AIM OF THE TASK => Look through the lines below, find those with the word "excess", and copy them.

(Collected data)

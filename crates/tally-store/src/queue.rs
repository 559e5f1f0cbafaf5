//! # Pending Operation Queue
//!
//! Durable, strictly ordered log of mutations accepted locally but not yet
//! confirmed by the backend.
//!
//! ## Log Lifecycle
//! ```text
//! ┌─────────────────────────────────────────────────────────────────────────┐
//! │                    Pending Operation Log                                │
//! │                                                                         │
//! │  EntityService (offline)                                               │
//! │       │ enqueue(op)  → seq = next_seq++                                │
//! │       ▼                                                                 │
//! │  ┌──────────────────────────────────────────────────────────────┐      │
//! │  │  #1 create  │  #2 update 7  │  #3 delete 9  │  ...           │      │
//! │  └──────────────────────────────────────────────────────────────┘      │
//! │       │ peek_all()                                                      │
//! │       ▼                                                                 │
//! │  SyncCoordinator: #1 ✓  #2 ✓  #3 ✗ (stop)                              │
//! │       │ acknowledge_through(2, remap)                                  │
//! │       ▼                                                                 │
//! │  ┌──────────────────────────────────────────────────────────────┐      │
//! │  │  #3 delete 9  │  ...                                         │      │
//! │  └──────────────────────────────────────────────────────────────┘      │
//! │                                                                         │
//! │  KEY GUARANTEES:                                                       │
//! │  • Entries are never reordered or deduplicated                         │
//! │  • Only a confirmed prefix is ever removed                             │
//! │  • Sequence numbers never repeat, even after clear()                   │
//! │  • Confirmed local ids stay resolvable after their entry is gone       │
//! └─────────────────────────────────────────────────────────────────────────┘
//! ```
//!
//! The whole log is one document in the key-value store, so every mutation
//! of it is a single atomic write.

use chrono::Utc;
use serde::{Deserialize, Serialize};
use tokio::sync::Mutex;
use tracing::{debug, info};

use tally_core::{EntityKind, IdRemap, NewOperation, PendingOperation, RecordId};

use crate::error::{StoreError, StoreResult};
use crate::kv::KvHandle;

/// Key of the log document inside the queue instance.
const LOG_KEY: &str = "log";

/// Confirmed local ids remembered after their create left the log.
const MAX_REMEMBERED_IDS: usize = 1024;

/// Persisted form of the log.
#[derive(Debug, Default, Serialize, Deserialize)]
struct QueueLog {
    next_seq: u64,
    operations: Vec<PendingOperation>,
    /// Local ids already confirmed by the backend, oldest first. Outlives
    /// the operations that produced it: a caller may still hold a queued
    /// record's local id long after the queue has emptied.
    #[serde(default)]
    remap: Vec<(RecordId, RecordId)>,
}

impl QueueLog {
    fn remap(&self) -> IdRemap {
        self.remap.iter().cloned().collect()
    }

    fn remember(&mut self, confirmed: &IdRemap) {
        for (local, remote) in confirmed {
            match self.remap.iter_mut().find(|(known, _)| known == local) {
                Some(entry) => entry.1 = remote.clone(),
                None => self.remap.push((local.clone(), remote.clone())),
            }
        }

        let excess = self.remap.len().saturating_sub(MAX_REMEMBERED_IDS);
        if excess > 0 {
            self.remap = self.remap.split_off(excess);
        }
    }
}

/// Durable FIFO of pending operations for one entity type.
#[derive(Debug)]
pub struct PendingOperationQueue {
    entity: EntityKind,
    kv: KvHandle,
    write_lock: Mutex<()>,
}

impl PendingOperationQueue {
    /// Creates a queue over the given key-value instance.
    pub fn new(entity: EntityKind, kv: KvHandle) -> Self {
        PendingOperationQueue {
            entity,
            kv,
            write_lock: Mutex::new(()),
        }
    }

    /// Entity type this queue holds operations for.
    pub fn entity(&self) -> EntityKind {
        self.entity
    }

    /// Appends an operation, assigning the next sequence number.
    pub async fn enqueue(&self, op: NewOperation) -> StoreResult<PendingOperation> {
        let _guard = self.write_lock.lock().await;

        let mut log = self.load().await?;
        let seq = log.next_seq.max(1);
        log.next_seq = seq + 1;

        let mut pending = PendingOperation::from_new(op, seq, Utc::now());
        pending.retarget(&log.remap());
        log.operations.push(pending.clone());

        self.save(&log).await?;

        debug!(
            entity = %self.entity,
            seq,
            kind = %pending.kind,
            backlog = log.operations.len(),
            "Operation queued"
        );
        Ok(pending)
    }

    /// Returns every pending operation in enqueue order.
    pub async fn peek_all(&self) -> StoreResult<Vec<PendingOperation>> {
        Ok(self.load().await?.operations)
    }

    /// Number of pending operations.
    pub async fn len(&self) -> StoreResult<usize> {
        Ok(self.load().await?.operations.len())
    }

    /// Returns true if nothing is pending.
    pub async fn is_empty(&self) -> StoreResult<bool> {
        Ok(self.len().await? == 0)
    }

    /// Backend id a confirmed local id was mapped to, if any.
    pub async fn resolve(&self, id: &RecordId) -> StoreResult<Option<RecordId>> {
        if !id.is_local() {
            return Ok(None);
        }
        let log = self.load().await?;
        Ok(log
            .remap
            .iter()
            .find(|(local, _)| local == id)
            .map(|(_, remote)| remote.clone()))
    }

    /// Empties the log in one write. Sequence numbering continues and
    /// confirmed ids stay resolvable.
    pub async fn clear(&self) -> StoreResult<()> {
        let _guard = self.write_lock.lock().await;

        let mut log = self.load().await?;
        let dropped = log.operations.len();
        log.operations.clear();
        self.save(&log).await?;

        info!(entity = %self.entity, dropped, "Pending operations cleared");
        Ok(())
    }

    /// Removes every entry with sequence number `<= seq` and rewrites the
    /// target ids of the remaining entries through `remap`, in one write.
    ///
    /// Entries enqueued while a drain was in flight carry higher sequence
    /// numbers and are untouched. Returns the number of entries removed.
    pub async fn acknowledge_through(&self, seq: u64, remap: &IdRemap) -> StoreResult<usize> {
        let _guard = self.write_lock.lock().await;

        let mut log = self.load().await?;
        let before = log.operations.len();
        log.operations.retain(|op| op.seq > seq);
        let removed = before - log.operations.len();

        log.remember(remap);
        let known = log.remap();
        for op in &mut log.operations {
            op.retarget(&known);
        }

        self.save(&log).await?;

        debug!(
            entity = %self.entity,
            through = seq,
            removed,
            remaining = log.operations.len(),
            "Acknowledged confirmed prefix"
        );
        Ok(removed)
    }

    async fn load(&self) -> StoreResult<QueueLog> {
        match self.kv.get(LOG_KEY).await? {
            Some(value) => serde_json::from_value(value)
                .map_err(|e| StoreError::corrupt(self.kv.instance(), LOG_KEY, e)),
            None => Ok(QueueLog::default()),
        }
    }

    async fn save(&self, log: &QueueLog) -> StoreResult<()> {
        let value = serde_json::to_value(log)
            .map_err(|e| StoreError::corrupt(self.kv.instance(), LOG_KEY, e))?;
        self.kv.set(LOG_KEY, &value).await
    }
}

// =============================================================================
// Unit Tests
// =============================================================================

#[cfg(test)]
mod tests {
    use super::*;
    use crate::kv::MemoryKvStore;
    use crate::pool::{LocalStore, StoreConfig};
    use serde_json::json;
    use std::sync::Arc;
    use tally_core::OperationKind;

    fn queue() -> (PendingOperationQueue, MemoryKvStore) {
        let kv = MemoryKvStore::new("inventory-queue");
        (
            PendingOperationQueue::new(EntityKind::Inventory, Arc::new(kv.clone())),
            kv,
        )
    }

    fn update(id: i64) -> NewOperation {
        NewOperation::update(EntityKind::Inventory, RecordId::from(id), json!({ "qty": id }))
    }

    fn seqs(ops: &[PendingOperation]) -> Vec<u64> {
        ops.iter().map(|op| op.seq).collect()
    }

    #[tokio::test]
    async fn test_fifo_order() {
        let (queue, _) = queue();

        for id in 1..=3 {
            queue.enqueue(update(id)).await.unwrap();
        }

        let ops = queue.peek_all().await.unwrap();
        assert_eq!(seqs(&ops), vec![1, 2, 3]);
        assert_eq!(ops[2].target_id, Some(RecordId::from(3)));
        assert_eq!(ops[0].kind, OperationKind::Update);
    }

    #[tokio::test]
    async fn test_clear_keeps_numbering() {
        let (queue, _) = queue();
        queue.enqueue(update(1)).await.unwrap();
        queue.enqueue(update(2)).await.unwrap();

        queue.clear().await.unwrap();
        assert!(queue.is_empty().await.unwrap());

        let next = queue.enqueue(update(3)).await.unwrap();
        assert_eq!(next.seq, 3);
    }

    #[tokio::test]
    async fn test_acknowledge_prefix_and_remap() {
        let (queue, _) = queue();
        let local = RecordId::local();

        let create = queue
            .enqueue(NewOperation::create(
                EntityKind::Inventory,
                json!({ "strain_name": "OG" }),
                local.clone(),
            ))
            .await
            .unwrap();
        queue
            .enqueue(NewOperation::update(EntityKind::Inventory, local.clone(), json!({ "qty": 1 })))
            .await
            .unwrap();

        let mut remap = IdRemap::new();
        remap.insert(local.clone(), RecordId::from(41));

        assert_eq!(queue.acknowledge_through(create.seq, &remap).await.unwrap(), 1);

        let ops = queue.peek_all().await.unwrap();
        assert_eq!(seqs(&ops), vec![2]);
        assert_eq!(ops[0].target_id, Some(RecordId::from(41)));

        // A late operation on the old local id lands on the backend record.
        let late = queue
            .enqueue(NewOperation::delete(EntityKind::Inventory, local))
            .await
            .unwrap();
        assert_eq!(late.target_id, Some(RecordId::from(41)));
    }

    #[tokio::test]
    async fn test_confirmed_ids_outlive_empty_log() {
        let (queue, _) = queue();
        let local = RecordId::local();

        let create = queue
            .enqueue(NewOperation::create(
                EntityKind::Inventory,
                json!({ "strain_name": "OG" }),
                local.clone(),
            ))
            .await
            .unwrap();

        let mut remap = IdRemap::new();
        remap.insert(local.clone(), RecordId::from(41));
        queue.acknowledge_through(create.seq, &remap).await.unwrap();
        assert!(queue.is_empty().await.unwrap());

        assert_eq!(queue.resolve(&local).await.unwrap(), Some(RecordId::from(41)));
        assert_eq!(queue.resolve(&RecordId::from(41)).await.unwrap(), None);

        let late = queue
            .enqueue(NewOperation::update(EntityKind::Inventory, local.clone(), json!({ "qty": 2 })))
            .await
            .unwrap();
        assert_eq!(late.target_id, Some(RecordId::from(41)));

        queue.clear().await.unwrap();
        assert_eq!(queue.resolve(&local).await.unwrap(), Some(RecordId::from(41)));
    }

    #[tokio::test]
    async fn test_survives_restart_on_sqlite() {
        let store = LocalStore::open(StoreConfig::in_memory()).await.unwrap();

        let queue = PendingOperationQueue::new(EntityKind::Sale, store.kv("sale-queue"));
        queue.enqueue(update(1)).await.unwrap();
        queue.enqueue(update(2)).await.unwrap();
        drop(queue);

        let reopened = PendingOperationQueue::new(EntityKind::Sale, store.kv("sale-queue"));
        assert_eq!(seqs(&reopened.peek_all().await.unwrap()), vec![1, 2]);
    }

    #[tokio::test]
    async fn test_unavailable_backend_errors() {
        let (queue, kv) = queue();
        kv.set_unavailable(true);

        assert!(queue.enqueue(update(1)).await.is_err());
        assert!(queue.peek_all().await.is_err());
    }
}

SOLUTION FOR THIS EXERCISE =>
        let excess = self.remap.len().saturating_sub(MAX_REMEMBERED_IDS);
        if excess > 0 {
            self.remap = self.remap.split_off(excess);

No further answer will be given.